#[async_trait]
impl TunnelStream for ServerConn {
    async fn read(&self, buf: &mut [u8]) -> Result<usize> {
        self.user.stream.read(buf).await
    }

    async fn write(&self, data: &[u8]) -> Result<usize> {
        if self.user.is_closed() {
            return Err(TunnelError::Closed);
        }
        self.user.stream.write(data).await
    }

    async fn close(&self) -> Result<()> {
        if !self.user.is_closed() {
            info!("Closing session of user {}", self.user.id);
            self.user.close().await;
        }
        Ok(())
    }

    fn set_read_deadline(&self, deadline: Option<Instant>) {
        self.user.stream.set_read_deadline(deadline);
    }

    fn set_write_deadline(&self, deadline: Option<Instant>) {
        self.user.stream.set_write_deadline(deadline);
    }
}

#[cfg(test)]
mod tests {
    use super::*;
    use crate::dns::{build_query, to_name, RecordType};
    use crate::queue::Packet;
    use crate::session::Serializer;

    const DOMAIN: &str = "t.example.org";

    fn server(max_users: usize) -> DnsServer {
        DnsServer::new(ServerOptions {
            domain: DOMAIN.into(),
            max_users,
            ..Default::default()
        })
    }

    async fn call(server: &DnsServer, serializer: &Serializer, request: Request) -> Result<Response> {
        let query = serializer.build_query(std::slice::from_ref(&request))?;
        let response = server.handle(&query).await;
        serializer.parse_response(&request, &query.queries()[0], &response)
    }

    async fn login(server: &DnsServer) -> Serializer {
        let mut serializer = Serializer::new(DOMAIN);
        serializer.upstream.query_type = Some(QueryType::Txt);
        let version = Request::Version {
            client_version: PROTOCOL_VERSION,
            nonce: rand::random(),
        };
        match call(server, &serializer, version).await.unwrap() {
            Response::Version { user_id, .. } => serializer.user_id = Some(user_id),
            other => panic!("unexpected {:?}", other),
        }
        serializer
    }

    #[tokio::test]
    async fn test_foreign_domain_is_refused() {
        let server = server(4);
        let query = build_query(1, vec![to_name(b"vabc.example.com").unwrap()], RecordType::TXT);
        assert_eq!(server.handle(&query).await.response_code(), ResponseCode::Refused);
    }

    #[tokio::test]
    async fn test_version_mismatch_and_full_server() {
        let server = server(1);
        let serializer = Serializer::new(DOMAIN);
        let old = Request::Version {
            client_version: 1,
            nonce: 1,
        };
        let err = call(&server, &serializer, old).await.unwrap_err();
        assert!(matches!(err, TunnelError::Remote(WireError::BadVersion)));

        login(&server).await;
        let another = Request::Version {
            client_version: PROTOCOL_VERSION,
            nonce: 2,
        };
        let err = call(&server, &serializer, another).await.unwrap_err();
        assert!(matches!(err, TunnelError::Remote(WireError::ServerFull)));
    }

    #[tokio::test]
    async fn test_unknown_user_gets_badconn() {
        let server = server(4);
        let mut serializer = Serializer::new(DOMAIN);
        serializer.user_id = Some(99);
        let err = call(&server, &serializer, Request::ping()).await.unwrap_err();
        assert!(err.is_bad_connection());
    }

    #[tokio::test]
    async fn test_options_are_validated() {
        let server = server(4);
        let serializer = login(&server).await;

        let raw_over_txt = SessionOptions {
            downstream_encoder: Some(Encoder::Raw),
            ..Default::default()
        };
        assert!(matches!(
            call(&server, &serializer, Request::SetOptions(raw_over_txt)).await,
            Err(TunnelError::Remote(WireError::BadCodec))
        ));

        let tiny = SessionOptions {
            fragment_size: Some(10),
            ..Default::default()
        };
        assert!(matches!(
            call(&server, &serializer, Request::SetOptions(tiny)).await,
            Err(TunnelError::Remote(WireError::BadFragment))
        ));
    }

    #[tokio::test]
    async fn test_packets_reach_the_accepted_stream() {
        let server = server(4);
        let serializer = login(&server).await;

        let request = Request::Packet {
            nonce: 1,
            last_acked: None,
            packet: Some(Packet {
                seq: 0,
                data: b"hello".to_vec(),
            }),
        };
        match call(&server, &serializer, request).await.unwrap() {
            Response::Packet { last_acked, packet } => {
                assert_eq!(last_acked, Some(0));
                assert!(packet.is_none());
            }
            other => panic!("unexpected {:?}", other),
        }

        let conn = server.accept().await.unwrap();
        assert_eq!(Some(conn.user_id()), serializer.user_id);
        let mut buf = [0u8; 16];
        let n = conn.read(&mut buf).await.unwrap();
        assert_eq!(&buf[..n], b"hello");
    }

    #[tokio::test]
    async fn test_closed_session_is_removed() {
        let server = server(4);
        let serializer = login(&server).await;
        let closed = SessionOptions {
            closed: Some(true),
            ..Default::default()
        };
        call(&server, &serializer, Request::SetOptions(closed)).await.unwrap();
        assert_eq!(server.user_count().await, 0);

        let err = call(&server, &serializer, Request::ping()).await.unwrap_err();
        assert!(err.is_bad_connection());
    }

    #[tokio::test]
    async fn test_idle_sessions_are_reaped() {
        let server = DnsServer::new(ServerOptions {
            domain: DOMAIN.into(),
            idle_timeout: Duration::from_millis(10),
            ..Default::default()
        });
        login(&server).await;
        tokio::time::sleep(Duration::from_millis(30)).await;
        assert_eq!(server.reap_idle().await, 1);
        assert_eq!(server.user_count().await, 0);
    }

    #[tokio::test]
    async fn test_repeated_version_reuses_the_user() {
        let server = server(4);
        let mut serializer = Serializer::new(DOMAIN);
        let version = Request::Version {
            client_version: PROTOCOL_VERSION,
            nonce: 77,
        };

        let first = call(&server, &serializer, version.clone()).await.unwrap();
        let again = call(&server, &serializer, version.clone()).await.unwrap();
        assert_eq!(first, again);
        assert_eq!(server.user_count().await, 1);

        // once the session is in use the nonce no longer matches it
        let Response::Version { user_id, .. } = first else {
            panic!("expected a version reply");
        };
        serializer.user_id = Some(user_id);
        call(&server, &serializer, Request::ping()).await.unwrap();
        let fresh = call(&server, &serializer, version).await.unwrap();
        assert_ne!(fresh, again);
        assert_eq!(server.user_count().await, 2);
    }

    #[tokio::test]
    async fn test_out_of_window_packet_drops_the_session() {
        let server = server(4);
        let serializer = login(&server).await;

        let stray = Request::Packet {
            nonce: 3,
            last_acked: None,
            packet: Some(Packet {
                seq: 200,
                data: b"late".to_vec(),
            }),
        };
        let err = call(&server, &serializer, stray).await.unwrap_err();
        assert!(matches!(err, TunnelError::Remote(WireError::BadSequence)));
        assert!(err.is_fatal());
        assert_eq!(server.user_count().await, 0);

        let err = call(&server, &serializer, Request::ping()).await.unwrap_err();
        assert!(err.is_bad_connection());
    }

    #[tokio::test]
    async fn test_lazy_poll_is_released_by_a_write() {
        let server = DnsServer::new(ServerOptions {
            domain: DOMAIN.into(),
            lazy_hold: Duration::from_secs(5),
            ..Default::default()
        });
        let serializer = login(&server).await;
        let lazy = SessionOptions {
            lazy_mode: Some(true),
            ..Default::default()
        };
        call(&server, &serializer, Request::SetOptions(lazy)).await.unwrap();

        let first = Request::Packet {
            nonce: 1,
            last_acked: None,
            packet: Some(Packet {
                seq: 0,
                data: b"up".to_vec(),
            }),
        };
        call(&server, &serializer, first).await.unwrap();
        let conn = server.accept().await.unwrap();

        let poll = Request::Packet {
            nonce: 2,
            last_acked: None,
            packet: None,
        };
        let started = Instant::now();
        let (polled, _) = tokio::join!(call(&server, &serializer, poll), async {
            tokio::time::sleep(Duration::from_millis(50)).await;
            conn.write(b"down").await.unwrap();
        });
        match polled.unwrap() {
            Response::Packet { packet, .. } => assert_eq!(packet.unwrap().data, b"down"),
            other => panic!("unexpected {:?}", other),
        }
        assert!(started.elapsed() < Duration::from_secs(2));
    }

    #[tokio::test]
    async fn test_only_the_last_question_carries_data() {
        let server = server(4);
        let serializer = login(&server).await;

        let first = Request::Packet {
            nonce: 1,
            last_acked: None,
            packet: Some(Packet {
                seq: 0,
                data: b"up".to_vec(),
            }),
        };
        call(&server, &serializer, first).await.unwrap();
        let conn = server.accept().await.unwrap();
        conn.write(b"down").await.unwrap();

        let polls: Vec<Request> = (10..12)
            .map(|nonce| Request::Packet {
                nonce,
                last_acked: None,
                packet: None,
            })
            .collect();
        let query = serializer.build_query(&polls).unwrap();
        let response = server.handle(&query).await;

        let answers: Vec<Response> = polls
            .iter()
            .zip(query.queries())
            .map(|(request, question)| serializer.parse_response(request, question, &response).unwrap())
            .collect();
        assert!(matches!(&answers[0], Response::Packet { packet: None, .. }));
        match &answers[1] {
            Response::Packet {
                packet: Some(packet), ..
            } => assert_eq!(packet.data, b"down"),
            other => panic!("unexpected {:?}", other),
        }
    }
}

**Task to carry out:** Only the lines from the start of the listing through the line with "async fn close(&self)" should be repeated, each exactly as it stands.

**Answer below:**
#[async_trait]
impl TunnelStream for ServerConn {
    async fn read(&self, buf: &mut [u8]) -> Result<usize> {
        self.user.stream.read(buf).await
    }

    async fn write(&self, data: &[u8]) -> Result<usize> {
        if self.user.is_closed() {
            return Err(TunnelError::Closed);
        }
        self.user.stream.write(data).await
    }

    async fn close(&self) -> Result<()> {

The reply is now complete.